▶ _Task instructions_: Please make an exact transcription of all the data that follows.

┄┄┄┄┄┄┄┄┄┄

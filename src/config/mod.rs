pub mod credentials;
pub mod toml_config;

pub use credentials::Credentials;
pub use toml_config::TomlConfig;

#[cfg(feature = "cli")]
use clap::Parser;

#[cfg(feature = "cli")]
#[derive(Debug, Clone, Parser)]
#[command(name = "omega-sermon")]
#[command(about = "Turns the daily newsletter into an OMEGA blog sermon")]
pub struct CliConfig {
    /// Path to a TOML configuration file
    #[arg(short, long)]
    pub config: Option<String>,

    /// Override the newsletter export URL
    #[arg(long)]
    pub newsletter_url: Option<String>,

    /// Override the completion model
    #[arg(long)]
    pub model: Option<String>,

    /// Save the generated sermon to the blog_posts table
    #[arg(long)]
    pub save: bool,

    /// Also write the full sermon (title, blank line, body) to this file
    #[arg(short, long)]
    pub output: Option<String>,

    /// Enable verbose output
    #[arg(short, long)]
    pub verbose: bool,

    /// Emit logs as JSON
    #[arg(long)]
    pub json_logs: bool,
}

#[cfg(feature = "cli")]
impl CliConfig {
    /// 載入 TOML（若有）並套用命令列覆蓋設定
    pub fn load_settings(&self) -> crate::utils::error::Result<TomlConfig> {
        let mut settings = match &self.config {
            Some(path) => TomlConfig::from_file(path)?,
            None => TomlConfig::default(),
        };

        if let Some(url) = &self.newsletter_url {
            settings.newsletter.url = url.clone();
        }
        if let Some(model) = &self.model {
            settings.completion.model = model.clone();
        }

        Ok(settings)
    }
}

#[cfg(all(test, feature = "cli"))]
mod tests {
    use super::*;
    use crate::domain::ports::ConfigProvider;

    #[test]
    fn test_cli_overrides_defaults() {
        let cli = CliConfig::parse_from([
            "omega-sermon",
            "--newsletter-url",
            "http://localhost:9000/export?format=csv",
            "--model",
            "gemini-2.5-pro",
            "--save",
        ]);

        let settings = cli.load_settings().unwrap();

        assert!(cli.save);
        assert_eq!(settings.newsletter_url(), "http://localhost:9000/export?format=csv");
        assert_eq!(settings.completion_model(), "gemini-2.5-pro");
        assert_eq!(settings.persistence_table(), "blog_posts");
    }

    #[test]
    fn test_missing_config_file_is_io_error() {
        let cli = CliConfig::parse_from(["omega-sermon", "--config", "/nonexistent/omega.toml"]);
        assert!(cli.load_settings().is_err());
    }
}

┄┄┄┄┄┄┄┄┄┄

▶ _Response to this task_:
filename src/config/mod.rs
pub mod credentials;
pub mod toml_config;

pub use credentials::Credentials;
pub use toml_config::TomlConfig;

#[cfg(feature = "cli")]
use clap::Parser;

#[cfg(feature = "cli")]
#[derive(Debug, Clone, Parser)]
#[command(name = "omega-sermon")]
#[command(about = "Turns the daily newsletter into an OMEGA blog sermon")]
pub struct CliConfig {
    /// Path to a TOML configuration file
    #[arg(short, long)]
    pub config: Option<String>,

    /// Override the newsletter export URL
    #[arg(long)]
    pub newsletter_url: Option<String>,

    /// Override the completion model
    #[arg(long)]
    pub model: Option<String>,

    /// Save the generated sermon to the blog_posts table
    #[arg(long)]
    pub save: bool,

    /// Also write the full sermon (title, blank line, body) to this file
    #[arg(short, long)]
    pub output: Option<String>,

    /// Enable verbose output
    #[arg(short, long)]
    pub verbose: bool,

    /// Emit logs as JSON
    #[arg(long)]
    pub json_logs: bool,
}

#[cfg(feature = "cli")]
impl CliConfig {
    /// 載入 TOML（若有）並套用命令列覆蓋設定
    pub fn load_settings(&self) -> crate::utils::error::Result<TomlConfig> {
        let mut settings = match &self.config {
            Some(path) => TomlConfig::from_file(path)?,
            None => TomlConfig::default(),
        };

        if let Some(url) = &self.newsletter_url {
            settings.newsletter.url = url.clone();
        }
        if let Some(model) = &self.model {
            settings.completion.model = model.clone();
        }

        Ok(settings)
    }
}

#[cfg(all(test, feature = "cli"))]
mod tests {
    use super::*;
    use crate::domain::ports::ConfigProvider;

    #[test]
    fn test_cli_overrides_defaults() {
        let cli = CliConfig::parse_from([
            "omega-sermon",
            "--newsletter-url",
            "http://localhost:9000/export?format=csv",
            "--model",
            "gemini-2.5-pro",
            "--save",
        ]);

        let settings = cli.load_settings().unwrap();

        assert!(cli.save);
        assert_eq!(settings.newsletter_url(), "http://localhost:9000/export?format=csv");
        assert_eq!(settings.completion_model(), "gemini-2.5-pro");
        assert_eq!(settings.persistence_table(), "blog_posts");
    }

    #[test]
    fn test_missing_config_file_is_io_error() {
        let cli = CliConfig::parse_from(["omega-sermon", "--config", "/nonexistent/omega.toml"]);
        assert!(cli.load_settings().is_err());
    }
}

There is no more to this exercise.